**Action item:** Nothing below is to be printed except the lines between the line holding "with async runtimes." and the line holding "Upsert entities |", inclusive, each exactly as it appears.

Data excerpts
====================

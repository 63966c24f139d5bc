//! Key-value store abstraction for Autotown.
//!
//! The [`KeyValueStore`] trait is the single source of truth for every
//! durable entity the pipeline touches. Entities are JSON objects addressed
//! by a [`Key`]; typed access goes through [`to_entity`] / [`from_entity`].
//!
//! Mutation that must be atomic (merging sightings, counting) runs inside a
//! [`Transaction`] with optimistic conflict detection, driven by
//! [`run_in_transaction`] with a bounded number of attempts.
//!
//! Implementations must be `Send + Sync` to work with async runtimes.
//!
//! # Operations
//!
//! | Method | Purpose |
//! |--------|---------|
//! | [`get`](KeyValueStore::get) | Fetch one entity or [`StoreError::NotFound`] |
//! | [`get_multi`](KeyValueStore::get_multi) | Fetch many, with a result per key |
//! | [`put`](KeyValueStore::put) / [`put_multi`](KeyValueStore::put_multi) | Upsert entities |
//! | [`delete`](KeyValueStore::delete) / [`delete_multi`](KeyValueStore::delete_multi) | Remove entities |
//! | [`query`](KeyValueStore::query) | One page of a kind, ordered, filtered, resumable |
//! | [`begin`](KeyValueStore::begin) | Start an optimistic transaction |

pub mod memory;

use std::future::Future;
use std::pin::Pin;

use async_trait::async_trait;
use serde::de::DeserializeOwned;
use serde::Serialize;
use serde_json::Value;
use thiserror::Error;

use crate::error::PipelineError;
use crate::models::{HasAssignableKey, Key};

/// A stored entity: a JSON object.
pub type Entity = Value;

#[derive(Debug, Error)]
pub enum StoreError {
    #[error("no such entity")]
    NotFound,
    /// A transaction observed a concurrent write to a key it read.
    #[error("transaction conflict")]
    Conflict,
    #[error("entity serialization error: {0}")]
    Serde(#[from] serde_json::Error),
    #[error("invalid cursor: {0}")]
    Cursor(String),
    #[error("store backend error: {0}")]
    Backend(String),
}

/// Opaque resume position produced by [`KeyValueStore::query`].
#[derive(Debug, Clone, PartialEq, Eq)]
pub struct Cursor(String);

impl Cursor {
    pub fn new(token: impl Into<String>) -> Self {
        Self(token.into())
    }

    pub fn as_str(&self) -> &str {
        &self.0
    }
}

/// Sort order on a named entity field.
#[derive(Debug, Clone, PartialEq, Eq)]
pub enum Order {
    Asc(String),
    Desc(String),
}

impl Order {
    /// Parse the `"field"` / `"-field"` shorthand.
    pub fn parse(shorthand: &str) -> Self {
        match shorthand.strip_prefix('-') {
            Some(field) => Order::Desc(field.to_string()),
            None => Order::Asc(shorthand.to_string()),
        }
    }

    pub fn field(&self) -> &str {
        match self {
            Order::Asc(f) | Order::Desc(f) => f,
        }
    }
}

/// Equality filter on an entity field.
#[derive(Debug, Clone, PartialEq)]
pub struct Filter {
    pub field: String,
    pub value: Value,
}

/// One page request against a kind.
///
/// Without an [`Order`] entries come back in key order, which is stable
/// across a chain of cursors.
#[derive(Debug, Clone, Default)]
pub struct Query {
    pub kind: String,
    pub order: Option<Order>,
    pub filters: Vec<Filter>,
    pub limit: Option<usize>,
    pub start: Option<Cursor>,
    pub keys_only: bool,
}

impl Query {
    pub fn new(kind: impl Into<String>) -> Self {
        Self {
            kind: kind.into(),
            ..Default::default()
        }
    }

    pub fn keys_only(mut self) -> Self {
        self.keys_only = true;
        self
    }

    pub fn order(mut self, shorthand: &str) -> Self {
        self.order = Some(Order::parse(shorthand));
        self
    }

    pub fn filter(mut self, field: impl Into<String>, value: Value) -> Self {
        self.filters.push(Filter {
            field: field.into(),
            value,
        });
        self
    }

    pub fn limit(mut self, limit: usize) -> Self {
        self.limit = Some(limit);
        self
    }

    pub fn start(mut self, cursor: Option<Cursor>) -> Self {
        self.start = cursor;
        self
    }
}

#[derive(Debug, Clone)]
pub struct QueryEntry {
    pub key: Key,
    /// `None` for keys-only queries.
    pub entity: Option<Entity>,
}

#[derive(Debug, Clone)]
pub struct QueryPage {
    pub entries: Vec<QueryEntry>,
    /// Position after the last returned entry.
    pub cursor: Option<Cursor>,
    /// True when nothing remains after this page.
    pub done: bool,
}

/// An optimistic read-modify-write unit.
///
/// Reads record the version they observed; [`commit`](Transaction::commit)
/// applies the buffered writes only if none of those versions moved, and
/// otherwise fails with [`StoreError::Conflict`].
#[async_trait]
pub trait Transaction: Send {
    async fn get_multi(&mut self, keys: &[Key]) -> Result<Vec<Option<Entity>>, StoreError>;

    async fn get(&mut self, key: &Key) -> Result<Option<Entity>, StoreError> {
        let mut found = self.get_multi(std::slice::from_ref(key)).await?;
        Ok(found.pop().flatten())
    }

    fn put(&mut self, key: Key, entity: Entity);

    async fn commit(self: Box<Self>) -> Result<(), StoreError>;
}

/// Abstract durable store.
#[async_trait]
pub trait KeyValueStore: Send + Sync {
    async fn get(&self, key: &Key) -> Result<Entity, StoreError>;

    /// Fetch many keys. The outer error is a backend failure; each inner
    /// result reports that key alone (typically [`StoreError::NotFound`]).
    async fn get_multi(&self, keys: &[Key]) -> Result<Vec<Result<Entity, StoreError>>, StoreError>;

    async fn put(&self, key: &Key, entity: Entity) -> Result<(), StoreError>;

    async fn put_multi(&self, entries: Vec<(Key, Entity)>) -> Result<(), StoreError>;

    async fn delete(&self, key: &Key) -> Result<(), StoreError>;

    async fn delete_multi(&self, keys: &[Key]) -> Result<(), StoreError>;

    async fn query(&self, query: &Query) -> Result<QueryPage, StoreError>;

    /// Names of every kind with at least one entity.
    async fn kinds(&self) -> Result<Vec<String>, StoreError>;

    async fn begin(&self) -> Result<Box<dyn Transaction>, StoreError>;
}

pub fn to_entity<T: Serialize>(value: &T) -> Result<Entity, StoreError> {
    Ok(serde_json::to_value(value)?)
}

pub fn from_entity<T: DeserializeOwned>(entity: Entity) -> Result<T, StoreError> {
    Ok(serde_json::from_value(entity)?)
}

/// Future returned by a unit of transactional work.
pub type TxFuture<'t, T> = Pin<Box<dyn Future<Output = anyhow::Result<T>> + Send + 't>>;

/// Run `work` inside a transaction, retrying on commit conflict.
///
/// `work` is re-invoked from scratch for each attempt, so it must not have
/// side effects outside the transaction. Errors from `work` itself are not
/// retried. After `max_attempts` conflicts the call fails with
/// [`PipelineError::RetriesExhausted`].
pub async fn run_in_transaction<T, F>(
    store: &dyn KeyValueStore,
    max_attempts: u32,
    mut work: F,
) -> anyhow::Result<T>
where
    T: Send,
    F: for<'t> FnMut(&'t mut dyn Transaction) -> TxFuture<'t, T> + Send,
{
    for attempt in 1..=max_attempts {
        let mut tx = store.begin().await?;
        let value = work(tx.as_mut()).await?;
        match tx.commit().await {
            Ok(()) => return Ok(value),
            Err(StoreError::Conflict) => {
                tracing::debug!(attempt, max_attempts, "transaction conflict, retrying");
            }
            Err(e) => return Err(e.into()),
        }
    }
    Err(PipelineError::RetriesExhausted {
        attempts: max_attempts,
    }
    .into())
}

/// Run a query to exhaustion and deserialize every entity, attaching keys.
pub async fn load_all<T>(store: &dyn KeyValueStore, query: Query) -> anyhow::Result<Vec<T>>
where
    T: DeserializeOwned + HasAssignableKey,
{
    let mut query = query;
    query.keys_only = false;
    let mut out = Vec::new();
    loop {
        let page = store.query(&query).await?;
        for entry in page.entries {
            let Some(entity) = entry.entity else {
                continue;
            };
            match from_entity::<T>(entity) {
                Ok(mut item) => {
                    item.set_key(entry.key);
                    out.push(item);
                }
                Err(e) => {
                    tracing::warn!(key = %entry.key, error = %e, "skipping undecodable entity");
                }
            }
        }
        if page.done || page.cursor.is_none() {
            break;
        }
        query.start = page.cursor;
    }
    Ok(out)
}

====================

**Task answer:**
//! Implementations must be `Send + Sync` to work with async runtimes.
//!
//! # Operations
//!
//! | Method | Purpose |
//! |--------|---------|
//! | [`get`](KeyValueStore::get) | Fetch one entity or [`StoreError::NotFound`] |
//! | [`get_multi`](KeyValueStore::get_multi) | Fetch many, with a result per key |
//! | [`put`](KeyValueStore::put) / [`put_multi`](KeyValueStore::put_multi) | Upsert entities |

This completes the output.